::: Supplied material
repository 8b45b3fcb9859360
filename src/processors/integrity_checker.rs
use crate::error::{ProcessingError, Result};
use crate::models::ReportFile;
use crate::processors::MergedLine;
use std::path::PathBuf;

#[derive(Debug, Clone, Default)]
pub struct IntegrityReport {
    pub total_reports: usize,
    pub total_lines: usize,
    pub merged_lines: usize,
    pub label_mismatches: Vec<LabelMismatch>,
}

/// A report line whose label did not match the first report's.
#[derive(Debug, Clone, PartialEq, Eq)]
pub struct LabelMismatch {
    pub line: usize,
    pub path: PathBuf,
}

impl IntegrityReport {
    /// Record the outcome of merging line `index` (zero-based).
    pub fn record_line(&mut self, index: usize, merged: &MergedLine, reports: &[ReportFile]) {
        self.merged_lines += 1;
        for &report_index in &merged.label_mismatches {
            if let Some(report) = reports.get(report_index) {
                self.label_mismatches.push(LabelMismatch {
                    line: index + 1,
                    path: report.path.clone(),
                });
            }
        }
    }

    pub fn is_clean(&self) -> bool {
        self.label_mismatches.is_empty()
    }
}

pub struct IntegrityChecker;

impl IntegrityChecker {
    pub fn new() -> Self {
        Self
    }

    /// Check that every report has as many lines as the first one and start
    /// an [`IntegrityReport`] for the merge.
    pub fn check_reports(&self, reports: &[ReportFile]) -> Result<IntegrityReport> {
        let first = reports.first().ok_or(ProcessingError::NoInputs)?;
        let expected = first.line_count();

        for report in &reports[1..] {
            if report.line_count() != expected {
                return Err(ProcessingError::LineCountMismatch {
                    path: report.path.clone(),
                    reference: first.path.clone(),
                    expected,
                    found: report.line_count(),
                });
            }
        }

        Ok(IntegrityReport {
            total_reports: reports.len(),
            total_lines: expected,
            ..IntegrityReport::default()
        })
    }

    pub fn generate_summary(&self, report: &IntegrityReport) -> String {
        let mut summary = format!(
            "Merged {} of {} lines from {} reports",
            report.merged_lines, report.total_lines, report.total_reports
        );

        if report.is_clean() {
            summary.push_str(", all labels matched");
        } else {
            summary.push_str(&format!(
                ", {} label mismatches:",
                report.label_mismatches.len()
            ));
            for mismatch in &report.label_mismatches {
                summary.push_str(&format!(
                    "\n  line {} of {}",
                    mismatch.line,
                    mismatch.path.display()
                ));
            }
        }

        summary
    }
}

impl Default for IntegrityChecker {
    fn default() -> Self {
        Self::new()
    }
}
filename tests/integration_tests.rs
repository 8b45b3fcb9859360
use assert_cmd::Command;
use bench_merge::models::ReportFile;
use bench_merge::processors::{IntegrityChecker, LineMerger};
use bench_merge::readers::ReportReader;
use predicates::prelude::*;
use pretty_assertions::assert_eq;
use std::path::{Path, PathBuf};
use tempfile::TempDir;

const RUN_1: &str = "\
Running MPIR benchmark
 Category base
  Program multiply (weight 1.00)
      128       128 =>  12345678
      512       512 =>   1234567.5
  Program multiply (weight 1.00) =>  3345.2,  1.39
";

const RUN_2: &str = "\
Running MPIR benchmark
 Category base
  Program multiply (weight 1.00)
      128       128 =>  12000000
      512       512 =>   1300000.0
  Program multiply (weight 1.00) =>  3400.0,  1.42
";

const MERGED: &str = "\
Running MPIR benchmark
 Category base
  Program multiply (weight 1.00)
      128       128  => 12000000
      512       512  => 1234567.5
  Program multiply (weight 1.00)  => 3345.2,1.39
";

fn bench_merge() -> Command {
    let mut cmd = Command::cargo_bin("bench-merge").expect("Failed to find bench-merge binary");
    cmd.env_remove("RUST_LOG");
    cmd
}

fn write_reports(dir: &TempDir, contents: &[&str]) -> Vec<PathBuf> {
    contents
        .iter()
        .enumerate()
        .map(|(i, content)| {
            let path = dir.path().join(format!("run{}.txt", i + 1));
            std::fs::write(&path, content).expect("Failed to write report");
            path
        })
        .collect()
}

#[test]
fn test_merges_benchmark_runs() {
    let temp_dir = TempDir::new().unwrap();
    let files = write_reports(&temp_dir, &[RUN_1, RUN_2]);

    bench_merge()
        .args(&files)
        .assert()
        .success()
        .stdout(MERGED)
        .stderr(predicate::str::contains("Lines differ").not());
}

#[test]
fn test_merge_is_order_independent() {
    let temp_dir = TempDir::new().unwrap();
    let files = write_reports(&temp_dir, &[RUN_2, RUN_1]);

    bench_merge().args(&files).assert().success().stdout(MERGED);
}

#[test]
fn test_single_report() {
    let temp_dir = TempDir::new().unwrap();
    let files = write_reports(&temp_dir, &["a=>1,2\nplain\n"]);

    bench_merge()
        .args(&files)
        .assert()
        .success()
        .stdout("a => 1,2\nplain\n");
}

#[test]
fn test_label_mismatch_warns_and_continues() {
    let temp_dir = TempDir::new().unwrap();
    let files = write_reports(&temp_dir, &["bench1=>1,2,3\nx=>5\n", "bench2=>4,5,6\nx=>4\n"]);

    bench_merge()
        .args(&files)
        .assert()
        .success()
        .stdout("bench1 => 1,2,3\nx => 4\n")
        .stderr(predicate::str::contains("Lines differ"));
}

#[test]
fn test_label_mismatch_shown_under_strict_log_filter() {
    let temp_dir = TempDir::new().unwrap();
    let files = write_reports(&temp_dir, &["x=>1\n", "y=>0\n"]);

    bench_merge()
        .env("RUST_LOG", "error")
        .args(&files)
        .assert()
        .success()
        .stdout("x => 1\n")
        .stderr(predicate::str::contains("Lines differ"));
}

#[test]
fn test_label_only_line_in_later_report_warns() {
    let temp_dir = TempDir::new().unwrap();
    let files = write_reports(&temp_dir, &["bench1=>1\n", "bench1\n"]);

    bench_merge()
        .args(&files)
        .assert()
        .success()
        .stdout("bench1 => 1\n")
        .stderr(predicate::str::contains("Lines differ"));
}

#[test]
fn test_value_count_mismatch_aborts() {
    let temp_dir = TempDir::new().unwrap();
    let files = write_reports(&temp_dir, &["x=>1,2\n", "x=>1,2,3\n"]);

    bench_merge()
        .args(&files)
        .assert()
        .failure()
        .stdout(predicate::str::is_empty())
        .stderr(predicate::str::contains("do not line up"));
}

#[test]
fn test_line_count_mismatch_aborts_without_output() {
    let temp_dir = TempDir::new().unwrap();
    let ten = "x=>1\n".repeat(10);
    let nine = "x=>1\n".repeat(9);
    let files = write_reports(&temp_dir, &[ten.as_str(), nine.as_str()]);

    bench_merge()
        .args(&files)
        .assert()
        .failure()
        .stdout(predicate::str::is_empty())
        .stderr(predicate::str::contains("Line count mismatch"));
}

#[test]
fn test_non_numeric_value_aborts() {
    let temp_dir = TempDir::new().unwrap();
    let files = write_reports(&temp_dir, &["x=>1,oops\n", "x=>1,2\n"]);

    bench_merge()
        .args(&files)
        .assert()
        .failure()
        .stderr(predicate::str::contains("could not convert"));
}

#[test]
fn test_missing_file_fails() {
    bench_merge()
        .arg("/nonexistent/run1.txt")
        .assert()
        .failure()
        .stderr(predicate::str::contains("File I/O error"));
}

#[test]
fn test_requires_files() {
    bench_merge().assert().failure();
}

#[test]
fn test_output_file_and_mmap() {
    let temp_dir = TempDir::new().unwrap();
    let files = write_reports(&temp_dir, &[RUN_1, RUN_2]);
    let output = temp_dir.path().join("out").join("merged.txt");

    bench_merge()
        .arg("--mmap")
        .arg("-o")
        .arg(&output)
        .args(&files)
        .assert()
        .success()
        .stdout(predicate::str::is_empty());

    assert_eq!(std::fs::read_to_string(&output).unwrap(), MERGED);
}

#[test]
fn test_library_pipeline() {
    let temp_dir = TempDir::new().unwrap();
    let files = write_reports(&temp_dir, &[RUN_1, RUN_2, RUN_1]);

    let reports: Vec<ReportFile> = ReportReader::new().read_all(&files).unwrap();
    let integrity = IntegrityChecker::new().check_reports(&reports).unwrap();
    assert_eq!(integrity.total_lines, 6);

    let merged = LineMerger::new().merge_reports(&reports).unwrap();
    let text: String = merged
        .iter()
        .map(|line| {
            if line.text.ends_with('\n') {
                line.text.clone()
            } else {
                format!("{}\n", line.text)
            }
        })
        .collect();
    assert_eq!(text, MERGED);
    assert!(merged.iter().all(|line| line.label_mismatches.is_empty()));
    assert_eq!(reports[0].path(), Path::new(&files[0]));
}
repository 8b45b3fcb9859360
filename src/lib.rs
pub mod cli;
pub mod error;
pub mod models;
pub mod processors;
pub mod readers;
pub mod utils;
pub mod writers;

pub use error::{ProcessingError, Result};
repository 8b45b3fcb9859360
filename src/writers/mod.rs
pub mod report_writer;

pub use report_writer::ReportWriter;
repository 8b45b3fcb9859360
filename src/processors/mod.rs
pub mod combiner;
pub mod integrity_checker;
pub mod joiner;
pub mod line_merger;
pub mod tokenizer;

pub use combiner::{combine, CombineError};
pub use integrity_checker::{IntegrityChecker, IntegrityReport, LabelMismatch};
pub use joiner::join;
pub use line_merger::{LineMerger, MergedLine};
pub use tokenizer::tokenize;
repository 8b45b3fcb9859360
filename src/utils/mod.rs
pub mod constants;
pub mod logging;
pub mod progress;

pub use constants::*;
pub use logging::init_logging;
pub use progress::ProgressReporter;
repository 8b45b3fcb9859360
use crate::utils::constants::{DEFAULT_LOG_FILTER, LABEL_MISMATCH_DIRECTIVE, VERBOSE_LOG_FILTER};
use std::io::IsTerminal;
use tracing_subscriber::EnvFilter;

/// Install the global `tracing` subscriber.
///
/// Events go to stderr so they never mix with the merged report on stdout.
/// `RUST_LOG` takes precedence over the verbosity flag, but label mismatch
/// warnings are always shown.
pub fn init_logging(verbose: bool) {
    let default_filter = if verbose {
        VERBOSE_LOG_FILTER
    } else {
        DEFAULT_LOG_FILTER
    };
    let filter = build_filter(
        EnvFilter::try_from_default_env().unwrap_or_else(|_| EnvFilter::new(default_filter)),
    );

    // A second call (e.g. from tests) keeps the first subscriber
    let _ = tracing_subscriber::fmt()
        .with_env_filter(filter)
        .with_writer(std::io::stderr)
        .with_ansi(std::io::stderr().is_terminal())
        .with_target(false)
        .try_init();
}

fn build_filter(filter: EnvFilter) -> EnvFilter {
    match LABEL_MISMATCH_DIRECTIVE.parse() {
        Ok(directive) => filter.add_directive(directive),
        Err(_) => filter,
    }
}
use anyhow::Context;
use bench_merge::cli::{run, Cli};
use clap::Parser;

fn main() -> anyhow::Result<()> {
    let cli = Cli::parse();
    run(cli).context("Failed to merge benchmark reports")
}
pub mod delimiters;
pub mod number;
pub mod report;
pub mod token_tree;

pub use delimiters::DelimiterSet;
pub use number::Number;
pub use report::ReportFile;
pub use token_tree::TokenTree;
::::::
Copy out all lines from the records where the word "format" appears.

        let mut summary = format!(
            summary.push_str(&format!(
                summary.push_str(&format!(
            let path = dir.path().join(format!("run{}.txt", i + 1));
                format!("{}\n", line.text)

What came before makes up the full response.